**Exercise description**
Look for "upstream" in each line of the records, and copy the lines that have it.
= = = = = = =
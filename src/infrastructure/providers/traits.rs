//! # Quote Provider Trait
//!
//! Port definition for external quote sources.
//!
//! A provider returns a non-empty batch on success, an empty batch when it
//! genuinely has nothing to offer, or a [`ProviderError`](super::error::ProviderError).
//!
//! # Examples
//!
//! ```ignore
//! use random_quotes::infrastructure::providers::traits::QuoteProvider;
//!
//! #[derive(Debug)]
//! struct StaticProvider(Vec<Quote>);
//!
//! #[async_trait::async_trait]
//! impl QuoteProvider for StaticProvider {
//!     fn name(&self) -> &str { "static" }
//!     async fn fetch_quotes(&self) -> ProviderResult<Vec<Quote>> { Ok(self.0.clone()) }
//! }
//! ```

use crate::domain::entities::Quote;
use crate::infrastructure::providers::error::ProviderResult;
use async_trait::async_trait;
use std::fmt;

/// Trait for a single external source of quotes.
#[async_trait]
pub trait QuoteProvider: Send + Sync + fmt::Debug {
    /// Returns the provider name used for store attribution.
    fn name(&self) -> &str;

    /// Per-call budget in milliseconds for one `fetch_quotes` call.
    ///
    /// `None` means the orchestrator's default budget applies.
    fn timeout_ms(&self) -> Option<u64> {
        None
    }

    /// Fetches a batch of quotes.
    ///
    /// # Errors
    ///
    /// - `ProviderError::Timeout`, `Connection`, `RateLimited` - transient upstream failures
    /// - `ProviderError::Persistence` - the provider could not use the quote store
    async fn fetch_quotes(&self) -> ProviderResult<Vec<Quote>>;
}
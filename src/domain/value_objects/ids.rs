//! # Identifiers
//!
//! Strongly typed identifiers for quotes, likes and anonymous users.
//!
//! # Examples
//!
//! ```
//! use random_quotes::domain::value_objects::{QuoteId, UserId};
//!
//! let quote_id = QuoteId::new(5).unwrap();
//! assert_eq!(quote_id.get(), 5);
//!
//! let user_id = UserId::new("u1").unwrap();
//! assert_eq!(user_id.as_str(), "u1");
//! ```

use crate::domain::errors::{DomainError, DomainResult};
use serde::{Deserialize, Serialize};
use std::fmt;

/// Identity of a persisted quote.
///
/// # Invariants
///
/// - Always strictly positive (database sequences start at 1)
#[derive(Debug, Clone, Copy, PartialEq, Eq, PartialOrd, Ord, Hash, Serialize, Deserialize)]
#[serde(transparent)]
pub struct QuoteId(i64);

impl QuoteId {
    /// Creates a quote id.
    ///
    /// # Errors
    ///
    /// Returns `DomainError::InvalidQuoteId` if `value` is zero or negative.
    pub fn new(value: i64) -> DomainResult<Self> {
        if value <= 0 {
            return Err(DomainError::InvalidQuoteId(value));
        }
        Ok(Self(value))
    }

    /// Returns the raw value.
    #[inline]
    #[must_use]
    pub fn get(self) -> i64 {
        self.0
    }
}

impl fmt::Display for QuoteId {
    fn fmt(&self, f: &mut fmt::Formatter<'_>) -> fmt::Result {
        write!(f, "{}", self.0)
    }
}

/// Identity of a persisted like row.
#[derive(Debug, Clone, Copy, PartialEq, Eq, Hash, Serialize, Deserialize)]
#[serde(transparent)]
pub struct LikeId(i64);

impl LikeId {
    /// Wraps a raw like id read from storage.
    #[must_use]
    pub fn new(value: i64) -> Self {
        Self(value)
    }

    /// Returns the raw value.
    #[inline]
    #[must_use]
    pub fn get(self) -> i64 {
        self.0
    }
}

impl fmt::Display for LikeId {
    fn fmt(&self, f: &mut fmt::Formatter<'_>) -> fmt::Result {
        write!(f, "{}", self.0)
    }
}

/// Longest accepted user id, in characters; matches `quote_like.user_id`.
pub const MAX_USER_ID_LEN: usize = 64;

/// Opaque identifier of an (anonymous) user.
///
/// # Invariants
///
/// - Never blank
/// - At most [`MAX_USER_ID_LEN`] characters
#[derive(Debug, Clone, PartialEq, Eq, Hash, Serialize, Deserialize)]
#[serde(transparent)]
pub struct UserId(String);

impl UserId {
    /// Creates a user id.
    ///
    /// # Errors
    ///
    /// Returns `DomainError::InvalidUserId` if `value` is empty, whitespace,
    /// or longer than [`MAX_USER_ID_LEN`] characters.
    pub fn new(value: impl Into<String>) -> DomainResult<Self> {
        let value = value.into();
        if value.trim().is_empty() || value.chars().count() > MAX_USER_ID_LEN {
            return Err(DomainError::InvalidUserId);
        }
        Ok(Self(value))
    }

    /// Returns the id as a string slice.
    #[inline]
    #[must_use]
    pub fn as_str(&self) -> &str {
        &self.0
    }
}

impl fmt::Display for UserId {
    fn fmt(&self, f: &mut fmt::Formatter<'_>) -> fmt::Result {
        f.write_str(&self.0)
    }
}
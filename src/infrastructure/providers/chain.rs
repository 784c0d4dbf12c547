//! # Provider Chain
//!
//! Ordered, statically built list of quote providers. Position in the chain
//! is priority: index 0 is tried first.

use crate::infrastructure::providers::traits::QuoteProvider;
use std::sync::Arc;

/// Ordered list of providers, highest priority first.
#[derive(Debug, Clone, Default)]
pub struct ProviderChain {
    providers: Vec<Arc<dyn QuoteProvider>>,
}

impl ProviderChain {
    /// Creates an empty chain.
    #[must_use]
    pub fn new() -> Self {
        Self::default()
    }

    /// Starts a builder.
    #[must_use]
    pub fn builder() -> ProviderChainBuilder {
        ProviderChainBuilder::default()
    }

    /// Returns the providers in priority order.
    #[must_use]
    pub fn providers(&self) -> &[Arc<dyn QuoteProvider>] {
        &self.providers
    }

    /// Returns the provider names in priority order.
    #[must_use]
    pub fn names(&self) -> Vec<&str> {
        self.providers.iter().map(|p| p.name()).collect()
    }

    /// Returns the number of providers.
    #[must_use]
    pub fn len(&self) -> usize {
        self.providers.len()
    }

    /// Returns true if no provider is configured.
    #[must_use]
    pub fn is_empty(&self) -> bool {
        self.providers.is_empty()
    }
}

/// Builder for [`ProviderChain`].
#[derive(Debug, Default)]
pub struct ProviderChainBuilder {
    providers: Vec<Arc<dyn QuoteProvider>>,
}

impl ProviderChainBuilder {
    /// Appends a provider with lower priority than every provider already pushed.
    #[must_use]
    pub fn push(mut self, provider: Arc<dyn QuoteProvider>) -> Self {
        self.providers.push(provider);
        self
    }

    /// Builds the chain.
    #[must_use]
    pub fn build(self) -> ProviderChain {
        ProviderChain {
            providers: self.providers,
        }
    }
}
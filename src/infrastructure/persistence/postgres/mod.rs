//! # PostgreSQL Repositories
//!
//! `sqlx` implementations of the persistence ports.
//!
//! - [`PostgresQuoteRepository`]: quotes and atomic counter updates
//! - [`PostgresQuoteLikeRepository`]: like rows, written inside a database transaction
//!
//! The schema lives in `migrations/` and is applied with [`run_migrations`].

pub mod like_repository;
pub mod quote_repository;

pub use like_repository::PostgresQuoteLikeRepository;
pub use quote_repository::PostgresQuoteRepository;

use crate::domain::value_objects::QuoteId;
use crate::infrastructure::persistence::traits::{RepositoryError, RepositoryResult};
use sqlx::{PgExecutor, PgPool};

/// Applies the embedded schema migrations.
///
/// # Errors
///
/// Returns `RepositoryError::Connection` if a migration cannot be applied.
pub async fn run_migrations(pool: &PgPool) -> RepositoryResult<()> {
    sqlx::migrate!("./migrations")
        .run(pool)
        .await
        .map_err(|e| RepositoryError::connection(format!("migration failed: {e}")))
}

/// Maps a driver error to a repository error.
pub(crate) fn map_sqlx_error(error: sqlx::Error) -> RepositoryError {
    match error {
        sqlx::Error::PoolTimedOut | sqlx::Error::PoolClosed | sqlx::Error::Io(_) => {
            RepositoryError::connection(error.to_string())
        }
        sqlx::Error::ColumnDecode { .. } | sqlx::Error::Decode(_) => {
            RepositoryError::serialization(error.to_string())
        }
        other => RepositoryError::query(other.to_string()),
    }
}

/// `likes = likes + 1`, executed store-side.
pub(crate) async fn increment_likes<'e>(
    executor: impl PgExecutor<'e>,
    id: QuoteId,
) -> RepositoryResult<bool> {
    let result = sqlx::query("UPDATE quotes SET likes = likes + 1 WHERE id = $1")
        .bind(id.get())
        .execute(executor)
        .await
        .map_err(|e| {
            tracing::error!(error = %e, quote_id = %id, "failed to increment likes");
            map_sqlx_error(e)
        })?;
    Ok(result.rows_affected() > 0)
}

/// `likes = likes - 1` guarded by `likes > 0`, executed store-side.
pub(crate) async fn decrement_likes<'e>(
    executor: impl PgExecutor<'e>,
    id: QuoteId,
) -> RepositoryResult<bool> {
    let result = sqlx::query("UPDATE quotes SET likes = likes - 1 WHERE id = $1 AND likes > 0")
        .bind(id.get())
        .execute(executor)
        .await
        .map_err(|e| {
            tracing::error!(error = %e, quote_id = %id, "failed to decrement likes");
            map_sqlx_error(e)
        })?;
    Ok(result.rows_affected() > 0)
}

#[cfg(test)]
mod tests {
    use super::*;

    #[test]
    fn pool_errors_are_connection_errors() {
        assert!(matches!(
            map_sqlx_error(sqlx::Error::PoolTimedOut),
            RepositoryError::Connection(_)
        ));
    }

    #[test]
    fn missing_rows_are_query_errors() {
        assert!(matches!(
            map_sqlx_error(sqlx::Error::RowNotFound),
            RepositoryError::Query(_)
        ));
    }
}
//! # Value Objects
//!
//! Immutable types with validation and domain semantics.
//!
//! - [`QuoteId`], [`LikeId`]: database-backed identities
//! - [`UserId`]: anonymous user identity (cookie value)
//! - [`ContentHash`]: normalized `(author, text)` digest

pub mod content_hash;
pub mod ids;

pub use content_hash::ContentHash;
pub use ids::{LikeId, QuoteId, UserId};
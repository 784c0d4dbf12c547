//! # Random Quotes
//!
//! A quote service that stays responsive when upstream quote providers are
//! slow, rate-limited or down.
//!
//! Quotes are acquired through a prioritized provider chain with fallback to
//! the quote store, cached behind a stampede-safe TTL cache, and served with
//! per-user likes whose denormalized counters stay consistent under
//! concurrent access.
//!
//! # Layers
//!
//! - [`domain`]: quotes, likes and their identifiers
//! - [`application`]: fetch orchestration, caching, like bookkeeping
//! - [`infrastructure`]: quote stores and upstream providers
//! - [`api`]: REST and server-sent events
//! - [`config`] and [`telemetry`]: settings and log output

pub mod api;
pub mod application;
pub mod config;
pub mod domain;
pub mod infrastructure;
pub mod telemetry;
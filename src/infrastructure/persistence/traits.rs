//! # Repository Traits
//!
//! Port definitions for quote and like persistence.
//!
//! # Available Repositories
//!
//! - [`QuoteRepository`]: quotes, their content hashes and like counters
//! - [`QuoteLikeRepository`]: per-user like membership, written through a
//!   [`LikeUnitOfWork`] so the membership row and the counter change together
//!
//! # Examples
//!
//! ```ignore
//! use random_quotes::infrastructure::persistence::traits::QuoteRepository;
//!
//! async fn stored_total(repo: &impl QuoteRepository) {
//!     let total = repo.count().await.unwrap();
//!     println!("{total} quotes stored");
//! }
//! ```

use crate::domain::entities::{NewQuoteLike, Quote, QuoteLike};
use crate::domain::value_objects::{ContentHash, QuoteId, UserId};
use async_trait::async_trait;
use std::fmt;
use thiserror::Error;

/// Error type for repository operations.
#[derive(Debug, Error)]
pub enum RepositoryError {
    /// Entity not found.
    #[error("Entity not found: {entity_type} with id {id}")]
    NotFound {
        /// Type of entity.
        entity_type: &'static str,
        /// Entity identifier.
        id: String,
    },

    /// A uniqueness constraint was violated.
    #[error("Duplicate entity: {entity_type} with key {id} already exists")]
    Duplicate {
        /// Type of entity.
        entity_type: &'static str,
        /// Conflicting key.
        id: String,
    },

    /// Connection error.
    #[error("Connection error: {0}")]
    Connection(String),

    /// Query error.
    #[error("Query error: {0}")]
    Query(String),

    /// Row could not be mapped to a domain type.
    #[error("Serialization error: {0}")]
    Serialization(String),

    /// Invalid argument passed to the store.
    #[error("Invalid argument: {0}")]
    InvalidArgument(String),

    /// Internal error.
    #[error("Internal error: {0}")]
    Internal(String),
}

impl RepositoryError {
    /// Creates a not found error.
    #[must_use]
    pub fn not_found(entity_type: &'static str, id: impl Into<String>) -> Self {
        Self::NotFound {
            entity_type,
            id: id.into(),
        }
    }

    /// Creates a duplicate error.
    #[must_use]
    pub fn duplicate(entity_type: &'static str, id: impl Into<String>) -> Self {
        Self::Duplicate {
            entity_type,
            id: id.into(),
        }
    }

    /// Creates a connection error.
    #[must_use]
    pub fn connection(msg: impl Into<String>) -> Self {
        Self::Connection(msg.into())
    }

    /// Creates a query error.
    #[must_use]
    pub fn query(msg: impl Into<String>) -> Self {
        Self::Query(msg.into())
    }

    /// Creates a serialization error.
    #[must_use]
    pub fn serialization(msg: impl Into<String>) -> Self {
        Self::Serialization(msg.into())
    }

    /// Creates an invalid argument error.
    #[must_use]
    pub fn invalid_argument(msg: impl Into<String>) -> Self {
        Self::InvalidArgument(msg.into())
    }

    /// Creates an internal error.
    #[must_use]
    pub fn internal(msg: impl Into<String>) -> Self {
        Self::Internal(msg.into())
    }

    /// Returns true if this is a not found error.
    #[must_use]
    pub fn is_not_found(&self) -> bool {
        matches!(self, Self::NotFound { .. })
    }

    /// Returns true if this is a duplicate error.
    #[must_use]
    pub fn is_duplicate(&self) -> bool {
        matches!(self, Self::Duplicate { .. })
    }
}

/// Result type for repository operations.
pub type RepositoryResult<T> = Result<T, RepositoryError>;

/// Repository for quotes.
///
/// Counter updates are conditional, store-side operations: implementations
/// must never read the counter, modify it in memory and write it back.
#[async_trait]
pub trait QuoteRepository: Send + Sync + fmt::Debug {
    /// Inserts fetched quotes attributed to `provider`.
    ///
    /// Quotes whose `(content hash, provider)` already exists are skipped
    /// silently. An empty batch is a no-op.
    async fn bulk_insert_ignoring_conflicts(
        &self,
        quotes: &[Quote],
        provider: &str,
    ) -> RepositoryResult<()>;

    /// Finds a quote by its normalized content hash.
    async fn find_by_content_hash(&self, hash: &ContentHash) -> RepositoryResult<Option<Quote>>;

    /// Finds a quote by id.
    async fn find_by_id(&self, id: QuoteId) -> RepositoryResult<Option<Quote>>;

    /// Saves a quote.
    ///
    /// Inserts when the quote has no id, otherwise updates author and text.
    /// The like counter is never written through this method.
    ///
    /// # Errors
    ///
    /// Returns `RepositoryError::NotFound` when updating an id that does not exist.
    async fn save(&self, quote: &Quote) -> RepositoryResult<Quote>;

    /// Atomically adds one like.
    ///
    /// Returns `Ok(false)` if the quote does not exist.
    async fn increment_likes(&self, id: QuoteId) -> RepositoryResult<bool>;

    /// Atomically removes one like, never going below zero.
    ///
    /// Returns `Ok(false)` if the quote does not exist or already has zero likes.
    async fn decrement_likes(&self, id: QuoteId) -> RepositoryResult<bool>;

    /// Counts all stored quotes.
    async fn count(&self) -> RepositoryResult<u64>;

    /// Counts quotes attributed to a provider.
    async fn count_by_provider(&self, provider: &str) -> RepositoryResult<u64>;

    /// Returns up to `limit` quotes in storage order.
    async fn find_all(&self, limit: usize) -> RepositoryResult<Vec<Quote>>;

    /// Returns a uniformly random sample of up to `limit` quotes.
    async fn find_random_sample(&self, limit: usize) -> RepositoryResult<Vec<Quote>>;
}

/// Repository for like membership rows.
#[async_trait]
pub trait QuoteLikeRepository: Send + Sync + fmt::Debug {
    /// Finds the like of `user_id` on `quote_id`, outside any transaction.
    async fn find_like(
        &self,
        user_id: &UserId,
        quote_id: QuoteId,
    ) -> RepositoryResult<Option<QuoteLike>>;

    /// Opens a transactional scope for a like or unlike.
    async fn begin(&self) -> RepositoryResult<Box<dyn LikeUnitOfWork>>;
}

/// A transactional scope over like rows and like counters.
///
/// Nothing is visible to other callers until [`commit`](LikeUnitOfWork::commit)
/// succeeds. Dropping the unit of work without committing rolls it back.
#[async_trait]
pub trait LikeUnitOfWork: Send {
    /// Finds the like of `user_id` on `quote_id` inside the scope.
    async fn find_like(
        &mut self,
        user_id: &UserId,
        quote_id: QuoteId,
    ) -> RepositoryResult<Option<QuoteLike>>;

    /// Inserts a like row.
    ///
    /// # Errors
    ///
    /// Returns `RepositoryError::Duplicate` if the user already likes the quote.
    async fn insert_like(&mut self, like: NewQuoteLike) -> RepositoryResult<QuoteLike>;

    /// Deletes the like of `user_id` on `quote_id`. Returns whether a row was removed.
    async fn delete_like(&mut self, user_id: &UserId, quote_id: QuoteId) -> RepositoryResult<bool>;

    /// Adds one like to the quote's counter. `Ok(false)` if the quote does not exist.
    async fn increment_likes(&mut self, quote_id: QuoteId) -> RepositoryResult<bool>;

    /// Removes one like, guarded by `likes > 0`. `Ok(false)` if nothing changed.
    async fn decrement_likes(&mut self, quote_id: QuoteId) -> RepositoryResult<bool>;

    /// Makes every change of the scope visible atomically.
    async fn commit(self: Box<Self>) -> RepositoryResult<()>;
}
= = = = = = =
**Result**
    /// - `ProviderError::Timeout`, `Connection`, `RateLimited` - transient upstream failures
//! A quote service that stays responsive when upstream quote providers are
//! - [`infrastructure`]: quote stores and upstream providers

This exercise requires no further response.